Muad’Dib learned rapidly because his first training was in how to learn. And the first lesson of all was the basic trust that he could learn. It’s shocking to find how many people do not believe they can learn, and how many more believe learning to be difficult. Muad’Dib knew that every experience carries its lesson. - Frank Herbert, Dune
An article published by the World Economic Forum says that we are “in the middle of a global reskilling emergency” as AI will automatize some of our jobs, and the Fourth Industrial Revolution will invent new jobs. According to the article, the most important skill to acquire in the new digital age is the ability to learn. Unfortunately, according to a McKinsey report: “Few adults have been trained in the core skills and mindsets of effective learners”.
There are primarily three types of memory associated with learning: short-term, working, and long-term memory.
As the name implies, short-term memory stores a small amount of information and keeps it for a very short time (several seconds). There is no manipulation of information in short-term memory. For example, while we write a phone number, we focus on the act of writing, nothing else.
Working memory is another type of memory that holds data for a short time. Although both short-term and working memory are similar regarding the time constraints, the main difference between these types of memory is that working memory stores the data to manipulate it.
Working memory allows us to recall and use relevant information in the middle of an activity. For example, the steps required to bake a dessert involve working memory: how many ingredients have I used so far? Did I weigh everything? Is the oven on?
Thinking about what to say next in a conversation is another example of working memory.
The capacity of the working memory is limited. Some researchers believe that, on average, the working memory can hold around four thoughts or concepts (chunks in cognitive psychology). That means that some people might have working memories that could hold only two or three pieces of information, whereas others could hold five or six chunks.
Long term memory has a much larger storage capacity, theoretically unlimited compared to short-term and working memory. Unless actively maintained and transferred to long-term memory, information in working memory will be lost.

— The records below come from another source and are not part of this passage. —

use rust_decimal::Decimal;
use serde::{Deserialize, Serialize};

use storefront_core::{DomainError, DomainResult, ValueObject};

/// A price amount in a given currency.
#[derive(Debug, Clone, PartialEq, Eq, Serialize, Deserialize)]
#[serde(try_from = "RawMoney")]
pub struct Money {
    amount: Decimal,
    currency: String, // ISO 4217 code, e.g. "USD"
}

impl Money {
    pub fn new(amount: Decimal, currency: impl AsRef<str>) -> DomainResult<Self> {
        let currency = currency.as_ref().trim().to_ascii_uppercase();
        if currency.len() != 3 || !currency.chars().all(|c| c.is_ascii_alphabetic()) {
            return Err(DomainError::validation(format!(
                "currency must be a 3-letter ISO code, got `{currency}`"
            )));
        }
        Ok(Self { amount, currency })
    }

    pub fn amount(&self) -> Decimal {
        self.amount
    }

    pub fn currency(&self) -> &str {
        &self.currency
    }
}

impl ValueObject for Money {}

#[derive(Deserialize)]
struct RawMoney {
    amount: Decimal,
    currency: String,
}

impl TryFrom<RawMoney> for Money {
    type Error = DomainError;

    fn try_from(raw: RawMoney) -> Result<Self, Self::Error> {
        Self::new(raw.amount, raw.currency)
    }
}

#[cfg(test)]
mod tests {
    use super::*;
    use core::str::FromStr;

    #[test]
    fn normalizes_currency_code() {
        let m = Money::new(Decimal::from_str("19.99").unwrap(), " usd ").unwrap();
        assert_eq!(m.currency(), "USD");
        assert_eq!(m.amount().to_string(), "19.99");
    }

    #[test]
    fn deserialize_validates_currency() {
        let m: Money = serde_json::from_str(r#"{"amount":"5.00","currency":"eur"}"#).unwrap();
        assert_eq!(m.currency(), "EUR");
        assert!(serde_json::from_str::<Money>(r#"{"amount":"5.00","currency":"euro"}"#).is_err());
    }

    #[test]
    fn rejects_malformed_currency() {
        for bad in ["", "US", "DOLLARS", "U$D"] {
            match Money::new(Decimal::ONE, bad).unwrap_err() {
                DomainError::Validation(_) => {}
                _ => panic!("Expected Validation error for `{bad}`"),
            }
        }
    }
}
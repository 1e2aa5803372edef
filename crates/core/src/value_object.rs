//! Value object trait: equality by value, not identity.
//!
//! Value objects have **no identity**: a SKU or a price is defined entirely by
//! its attribute values, whereas a product is an entity identified by its id.

/// Marker trait for value objects.
///
/// Value objects are **immutable** and **compared by value**. To "modify" one,
/// build a new one.
///
/// ```ignore
/// #[derive(Debug, Clone, PartialEq, Eq)]
/// struct Sku(String);
///
/// impl ValueObject for Sku {}
///
/// assert_eq!(Sku("MS-RED".into()), Sku("MS-RED".into()));
/// ```
pub trait ValueObject: Clone + PartialEq + core::fmt::Debug {}
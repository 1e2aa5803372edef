//! Render the featured products block of a fixture storefront as JSON.

mod fixture;

use std::path::PathBuf;

use anyhow::{Context, Result};
use clap::Parser;

use storefront_featured::StoreScope;
use storefront_observability::LogFormat;

use crate::fixture::Fixture;

#[derive(Debug, Parser)]
#[command(name = "storefront-preview", version, about)]
struct Cli {
    /// TOML fixture with storefront settings, configuration and catalog.
    #[arg(long, env = "STOREFRONT_FIXTURE")]
    fixture: PathBuf,

    /// Website code used for configuration lookups.
    #[arg(long, default_value = "base")]
    website: String,

    /// Store code used for configuration lookups.
    #[arg(long)]
    store: Option<String>,

    /// Pretty-print the JSON output.
    #[arg(long)]
    pretty: bool,

    /// Log line format on stderr (json or compact).
    #[arg(long, default_value = "json")]
    log_format: LogFormat,
}

impl Cli {
    fn scope(&self) -> StoreScope {
        match &self.store {
            Some(store) => StoreScope::store(self.website.as_str(), store.as_str()),
            None => StoreScope::website(self.website.as_str()),
        }
    }
}

fn main() -> Result<()> {
    let cli = Cli::parse();
    storefront_observability::init_with(cli.log_format);

    let mut fixture = Fixture::load(&cli.fixture)?;
    fixture.config.apply_env();
    let cards = fixture
        .featured(cli.scope())
        .cards()
        .context("failed to build featured product cards")?;
    tracing::info!(cards = cards.len(), "featured products rendered");

    let json = if cli.pretty {
        serde_json::to_string_pretty(&cards)?
    } else {
        serde_json::to_string(&cards)?
    };
    println!("{json}");
    Ok(())
}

When learning to drive a car, we engage all chunks of the working memory: where should we look? Which pedal to push? Wait, was there a road sign earlier? Oh no, a roundabout! After encoding all driving information into long-term memory, driving becomes habitual, with almost no working memory input.
We cannot change our working memory capacity, as this is a fixed characteristic, like the colour of our eyes. We can control instead knowledge transfer from working memory to long-term memory.
When learning a topic, the more information we transfer to long term memory, the less working memory we need, freeing up the chunks of the working memory for something else.
So, how to transfer information from short-term memory and working memory to long-term memory?
A study from 2013 conducted by John Dunlosky and collaborators analyzed over two hundred studies on revision techniques and compared the most used ten study techniques. According to them, highlighting, summarization (writing summaries of various lengths about subjects to-be-learned), rereading, mnemonics (using the first letters of words within a phrase to make a name), imagery used for text learning (mentally imaging or drawing pictures of the content we learn) have low utility compared to other study approaches.
What study techniques have moderate or high utility?
Self-explanation is a moderate utility study method. We either explain how new information is related to already known information, or we explain aspects of our thinking during learning. What parts of this page are new to us? What does the statement mean? Is there anything we still don’t understand? This method is efficient for all ages across various topics.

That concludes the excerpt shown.